“…I’d just been watching a man who all his life was on the run from death.”
Sometimes books should stand out against the conventional novel offering an experience that is different but just as valuable. The reason why this book first stood out in a shop that displays its books stacked up on a circular table was because of the illustration on the front and the quality of the paper.
This tale of growing up is interspersed with lovely illustrations that at first make you mistakenly think that this is a children’s book. Its audience is squarely adult with the tale of growing up in a village in Germany one that has its lighter moments but also has a darker side.
What you find as a reader going through the collection of anecdotes that are linked with the background presence of Mr Sommer is that you find yourself nodding with not necessarily the same exact memories but certainly the same feelings of inadequacy that the young author feels as he tried to deal with girls, bitter old piano teachers and the demands of his TV loathing parents.
The main focus of the story is the elusive and mysterious Mr Sommer who spends his time strolling round the countryside walking constantly inviting both childish ridicule as well as adult suspicion about what is his driving force. Is he claustrophobic or is he running away from a dull marriage?

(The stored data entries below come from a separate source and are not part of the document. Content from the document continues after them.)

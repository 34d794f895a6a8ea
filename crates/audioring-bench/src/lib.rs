//! Benchmark input profiles for the audioring primitives.
//!
//! - [`boundary_inputs`]: every `2^k - 1`, `2^k`, `2^k + 1` in range
//! - [`mixed_inputs`]: deterministic pseudo-random values via seed
//! - [`audio_geometries`]: typical ring shapes for audio I/O

#![forbid(unsafe_code)]
#![deny(rustdoc::broken_intra_doc_links)]

use audioring_alloc::{ConfigError, RingGeometry};
use audioring_bits::MAX_POWER_OF_TWO;

/// Power-of-two boundary values in `1..=2^31`, ascending.
///
/// These are the inputs where `next_power_of_two` changes its answer.
pub fn boundary_inputs() -> Vec<u32> {
    let mut inputs = Vec::with_capacity(96);
    for bit in 0..32 {
        let p = 1u32 << bit;
        inputs.extend([p - 1, p, p.saturating_add(1)]);
    }
    inputs.retain(|&x| (1..=MAX_POWER_OF_TWO).contains(&x));
    inputs.sort_unstable();
    inputs.dedup();
    inputs
}

/// `n` deterministic values in `1..=2^31` derived from `seed`.
///
/// Uses a 64-bit LCG, which is enough to defeat branch prediction in the
/// benchmarks while keeping runs reproducible.
pub fn mixed_inputs(n: usize, seed: u64) -> Vec<u32> {
    let mut state = seed;
    (0..n)
        .map(|_| {
            state = state
                .wrapping_mul(6364136223846793005)
                .wrapping_add(1442695040888963407);
            // Vary the magnitude as well as the low bits.
            let shift = (state >> 59) as u32;
            (((state >> 32) as u32) >> shift).clamp(1, MAX_POWER_OF_TWO)
        })
        .collect()
}

/// Ring shapes seen in audio playthrough: mono to 8 channels, 16-bit to
/// 32-bit float samples, 10 ms to 2 s of buffering at 48 kHz.
pub fn audio_geometries() -> Result<Vec<RingGeometry>, ConfigError> {
    let shapes = [
        (1, 2, 480),
        (2, 4, 4_800),
        (2, 4, 96_000),
        (8, 4, 48_000),
    ];
    shapes
        .into_iter()
        .map(|(channels, bytes, frames)| RingGeometry::new(channels, bytes, frames))
        .collect()
}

You don’t find out for a long time that he is running away from death in perhaps the only way he knows how a very literal escape.
Although there are a few anecdotes here with the family, bicycle and piano teacher being unwrapped next to the Sommer overarching story it is the sense of change as the main character grows up that unites them all. He is writing about a period when television is just emerging, cars are starting to crop up on the roads and the isolation of the little villages is coming to an end. In many senses Sommer is a character that is stuck in the past opting to walk and refusing the chance to get a lift in a car and spurning possessions.
The ending is a very sharp reminder that some events can shape a life forever and some of the moments of extreme tragedy we witness as children can imprint on our minds and stay there influencing thoughts about the world.